I’d love for my wife to play golf, but she tried it and quickly abandoned it—for the right reasons. To do it right would take far more time than she was willing to commit, and that would’ve frustrated her. Perfect reasoning for a lifelong athlete. 

If the thing you’re doing is causing you pain and not challenging you as you strive for your goals, then why are you doing it? By all that’s holy, stop seeking external validation when you’ll never get what you want, and that’ll bring you closer to your real goal.

We see authors jump on bandwagons that aren’t aligned with their goals because the cool kids are doing it, or because someone else is making serious bank. But is that same thing going to fill your soul (and bank account)? Or is it going to suck the life from you for a short-term gain? If your heart isn’t in your writing, the readers will know, and they won’t be buying.

You can write to market—write with the reader in mind—and not leave yourself behind. Tweaking things to help a larger readership appreciate your book doesn’t change the core message or your characters. The best stories are character driven. The other details are shades of gray.

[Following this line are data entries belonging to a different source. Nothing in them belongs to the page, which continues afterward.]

/// Response envelope shared by every endpoint.
///
/// Success and failure both serialize as
/// `{status, message, statusCode, timestamp, data?|errors?}` so clients can
/// handle all outcomes uniformly.
use axum::{
    http::StatusCode,
    response::{IntoResponse, Response},
    Json,
};
use chrono::{DateTime, Utc};
use serde::Serialize;

#[derive(Debug, Serialize)]
pub struct ApiResponse<T: Serialize> {
    pub status: &'static str,
    pub message: String,
    #[serde(rename = "statusCode")]
    pub status_code: u16,
    pub timestamp: DateTime<Utc>,
    #[serde(skip_serializing_if = "Option::is_none")]
    pub data: Option<T>,
    #[serde(skip_serializing_if = "Option::is_none")]
    pub errors: Option<serde_json::Value>,
}

pub fn success<T: Serialize>(status: StatusCode, message: &str, data: T) -> Response {
    let body = ApiResponse {
        status: "success",
        message: message.to_string(),
        status_code: status.as_u16(),
        timestamp: Utc::now(),
        data: Some(data),
        errors: None,
    };
    (status, Json(body)).into_response()
}

pub fn success_message(status: StatusCode, message: &str) -> Response {
    let body = ApiResponse::<()> {
        status: "success",
        message: message.to_string(),
        status_code: status.as_u16(),
        timestamp: Utc::now(),
        data: None,
        errors: None,
    };
    (status, Json(body)).into_response()
}

pub fn error(status: StatusCode, message: &str, errors: Option<serde_json::Value>) -> Response {
    let body = ApiResponse::<()> {
        status: "error",
        message: message.to_string(),
        status_code: status.as_u16(),
        timestamp: Utc::now(),
        data: None,
        errors,
    };
    (status, Json(body)).into_response()
}
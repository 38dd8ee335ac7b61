/// Postgres-backed credential store
use async_trait::async_trait;
use chrono::{Duration, Utc};
use sqlx::PgPool;
use uuid::Uuid;

use crate::error::{AuthError, Result};
use crate::models::{NewUser, User};
use crate::store::AuthStore;

pub struct PgStore {
    pool: PgPool,
}

impl PgStore {
    pub fn new(pool: PgPool) -> Self {
        Self { pool }
    }
}

// Postgres error code for unique_violation.
fn is_unique_violation(err: &sqlx::Error) -> bool {
    match err {
        sqlx::Error::Database(db) => db.code().as_deref() == Some("23505"),
        _ => false,
    }
}

#[async_trait]
impl AuthStore for PgStore {
    async fn create_user(&self, user: NewUser) -> Result<User> {
        sqlx::query_as::<_, User>(
            r#"
            INSERT INTO users (id, name, email, password_hash, role, is_active, email_verified, created_at, updated_at)
            VALUES (gen_random_uuid(), $1, $2, $3, $4, TRUE, FALSE, NOW(), NOW())
            RETURNING *
            "#,
        )
        .bind(&user.name)
        .bind(&user.email)
        .bind(&user.password_hash)
        .bind(user.role)
        .fetch_one(&self.pool)
        .await
        .map_err(|e| {
            if is_unique_violation(&e) {
                AuthError::DuplicateEmail
            } else {
                e.into()
            }
        })
    }

    async fn find_user_by_email(&self, email: &str) -> Result<Option<User>> {
        let user = sqlx::query_as::<_, User>("SELECT * FROM users WHERE email = $1")
            .bind(email)
            .fetch_optional(&self.pool)
            .await?;
        Ok(user)
    }

    async fn find_user_by_id(&self, id: Uuid) -> Result<Option<User>> {
        let user = sqlx::query_as::<_, User>("SELECT * FROM users WHERE id = $1")
            .bind(id)
            .fetch_optional(&self.pool)
            .await?;
        Ok(user)
    }

    async fn update_last_login(&self, id: Uuid) -> Result<()> {
        sqlx::query("UPDATE users SET last_login_at = NOW(), updated_at = NOW() WHERE id = $1")
            .bind(id)
            .execute(&self.pool)
            .await?;
        Ok(())
    }

    async fn update_password(&self, id: Uuid, password_hash: &str) -> Result<()> {
        sqlx::query("UPDATE users SET password_hash = $1, updated_at = NOW() WHERE id = $2")
            .bind(password_hash)
            .bind(id)
            .execute(&self.pool)
            .await?;
        Ok(())
    }

    async fn update_profile(
        &self,
        id: Uuid,
        name: Option<&str>,
        email: Option<&str>,
    ) -> Result<User> {
        // SET expressions all read the old row, so the verified flag is
        // cleared based on the email before this update.
        sqlx::query_as::<_, User>(
            r#"
            UPDATE users
            SET name = COALESCE($2, name),
                email_verified = CASE
                    WHEN $3::TEXT IS NOT NULL AND $3 <> email THEN FALSE
                    ELSE email_verified
                END,
                email = COALESCE($3, email),
                updated_at = NOW()
            WHERE id = $1
            RETURNING *
            "#,
        )
        .bind(id)
        .bind(name)
        .bind(email)
        .fetch_one(&self.pool)
        .await
        .map_err(|e| {
            if is_unique_violation(&e) {
                AuthError::EmailTaken
            } else if matches!(e, sqlx::Error::RowNotFound) {
                AuthError::Unauthorized
            } else {
                e.into()
            }
        })
    }

    async fn set_active(&self, id: Uuid, active: bool) -> Result<()> {
        sqlx::query("UPDATE users SET is_active = $1, updated_at = NOW() WHERE id = $2")
            .bind(active)
            .bind(id)
            .execute(&self.pool)
            .await?;
        Ok(())
    }

    async fn push_refresh_token(&self, user_id: Uuid, token: &str, cap: usize) -> Result<()> {
        let mut tx = self.pool.begin().await?;

        sqlx::query(
            r#"
            INSERT INTO refresh_tokens (id, user_id, token, created_at)
            VALUES (gen_random_uuid(), $1, $2, NOW())
            "#,
        )
        .bind(user_id)
        .bind(token)
        .execute(&mut *tx)
        .await?;

        // FIFO eviction: keep the newest `cap` records.
        sqlx::query(
            r#"
            DELETE FROM refresh_tokens
            WHERE user_id = $1
              AND id IN (
                  SELECT id FROM refresh_tokens
                  WHERE user_id = $1
                  ORDER BY created_at DESC, id DESC
                  OFFSET $2
              )
            "#,
        )
        .bind(user_id)
        .bind(cap as i64)
        .execute(&mut *tx)
        .await?;

        tx.commit().await?;
        Ok(())
    }

    async fn refresh_token_exists(
        &self,
        user_id: Uuid,
        token: &str,
        ttl: Duration,
    ) -> Result<bool> {
        let cutoff = Utc::now() - ttl;
        let exists = sqlx::query_scalar::<_, bool>(
            r#"
            SELECT EXISTS(
                SELECT 1 FROM refresh_tokens
                WHERE user_id = $1 AND token = $2 AND created_at > $3
            )
            "#,
        )
        .bind(user_id)
        .bind(token)
        .bind(cutoff)
        .fetch_one(&self.pool)
        .await?;
        Ok(exists)
    }

    async fn remove_refresh_token(&self, user_id: Uuid, token: &str) -> Result<()> {
        sqlx::query("DELETE FROM refresh_tokens WHERE user_id = $1 AND token = $2")
            .bind(user_id)
            .bind(token)
            .execute(&self.pool)
            .await?;
        Ok(())
    }

    async fn remove_all_refresh_tokens(&self, user_id: Uuid) -> Result<()> {
        sqlx::query("DELETE FROM refresh_tokens WHERE user_id = $1")
            .bind(user_id)
            .execute(&self.pool)
            .await?;
        Ok(())
    }

    async fn count_refresh_tokens(&self, user_id: Uuid) -> Result<usize> {
        let count =
            sqlx::query_scalar::<_, i64>("SELECT COUNT(*) FROM refresh_tokens WHERE user_id = $1")
                .bind(user_id)
                .fetch_one(&self.pool)
                .await?;
        Ok(count as usize)
    }

    async fn purge_expired_tokens(&self, ttl: Duration) -> Result<u64> {
        let cutoff = Utc::now() - ttl;
        let result = sqlx::query("DELETE FROM refresh_tokens WHERE created_at <= $1")
            .bind(cutoff)
            .execute(&self.pool)
            .await?;
        Ok(result.rows_affected())
    }
}
use chrono::{DateTime, Utc};
/// Account model and its request/response shapes
use serde::{Deserialize, Serialize};
use sqlx::FromRow;
use utoipa::ToSchema;
use uuid::Uuid;
use validator::Validate;

#[derive(
    Debug, Clone, Copy, PartialEq, Eq, Serialize, Deserialize, sqlx::Type, ToSchema,
)]
#[serde(rename_all = "lowercase")]
#[sqlx(type_name = "user_role", rename_all = "lowercase")]
pub enum Role {
    User,
    Admin,
}

/// A registered account. Owned by the credential store; mutated only through
/// the session service.
#[derive(Debug, Clone, FromRow)]
pub struct User {
    pub id: Uuid,
    pub name: String,
    pub email: String,
    pub password_hash: String,
    pub role: Role,
    pub is_active: bool,
    pub email_verified: bool,
    pub last_login_at: Option<DateTime<Utc>>,
    pub created_at: DateTime<Utc>,
    pub updated_at: DateTime<Utc>,
}

/// Fields required to insert a new account.
#[derive(Debug, Clone)]
pub struct NewUser {
    pub name: String,
    pub email: String,
    pub password_hash: String,
    pub role: Role,
}

/// Public projection of an account. Never carries the password hash or the
/// refresh credential list.
#[derive(Debug, Clone, Serialize, ToSchema)]
pub struct UserProfile {
    pub id: Uuid,
    pub name: String,
    pub email: String,
    pub role: Role,
    pub email_verified: bool,
    pub is_active: bool,
    pub last_login_at: Option<DateTime<Utc>>,
    pub created_at: DateTime<Utc>,
    pub updated_at: DateTime<Utc>,
}

impl From<User> for UserProfile {
    fn from(user: User) -> Self {
        Self {
            id: user.id,
            name: user.name,
            email: user.email,
            role: user.role,
            email_verified: user.email_verified,
            is_active: user.is_active,
            last_login_at: user.last_login_at,
            created_at: user.created_at,
            updated_at: user.updated_at,
        }
    }
}

/// Emails are compared case-insensitively; normalize before any lookup or
/// insert so the store's uniqueness constraint sees one canonical form.
pub fn normalize_email(email: &str) -> String {
    email.trim().to_lowercase()
}

#[derive(Debug, Deserialize, Validate, ToSchema)]
pub struct SignupRequest {
    #[validate(length(min = 1, max = 50, message = "Name must be between 1 and 50 characters"))]
    pub name: String,
    #[validate(email(message = "Please provide a valid email"))]
    pub email: String,
    #[validate(length(min = 6, message = "Password must be at least 6 characters"))]
    pub password: String,
}

#[derive(Debug, Deserialize, Validate, ToSchema)]
pub struct SigninRequest {
    #[validate(email(message = "Please provide a valid email"))]
    pub email: String,
    #[validate(length(min = 1, message = "Password is required"))]
    pub password: String,
}

#[derive(Debug, Deserialize, Validate, ToSchema)]
pub struct ChangePasswordRequest {
    #[validate(length(min = 1, message = "Current password is required"))]
    pub current_password: String,
    #[validate(length(min = 6, message = "Password must be at least 6 characters"))]
    pub new_password: String,
}

#[derive(Debug, Deserialize, Validate, ToSchema)]
pub struct UpdateProfileRequest {
    #[validate(length(min = 1, max = 50, message = "Name must be between 1 and 50 characters"))]
    pub name: Option<String>,
    #[validate(email(message = "Please provide a valid email"))]
    pub email: Option<String>,
}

Do you keep doing what your friends are doing? Or will you stay true to your goals? Keep your eye on the goal first, and invest your time in doing what it takes to reach that goal. Don’t do what causes you pain and leaves you bobbing like a cork on a wind-blown lake. 

That brings us back to therapeutic isolation. Sometimes, being alone to contemplate how you’re doing is more important than joining the crowd and being swept away. What if the crowd is right and they’re doing what you need to be doing? Then go in with your eyes wide open, and enjoy the ride. Friends who go a different way can still be friends, unless they demand you go with them when it doesn’t help you get where you want to go. 

Losing friends is no fun. Losing yourself is worse.

Stay true to your goals. Stay true to yourself. Sometimes it’s good to be alone, but when you confidently walk your own path, you’ll find others willing to join you.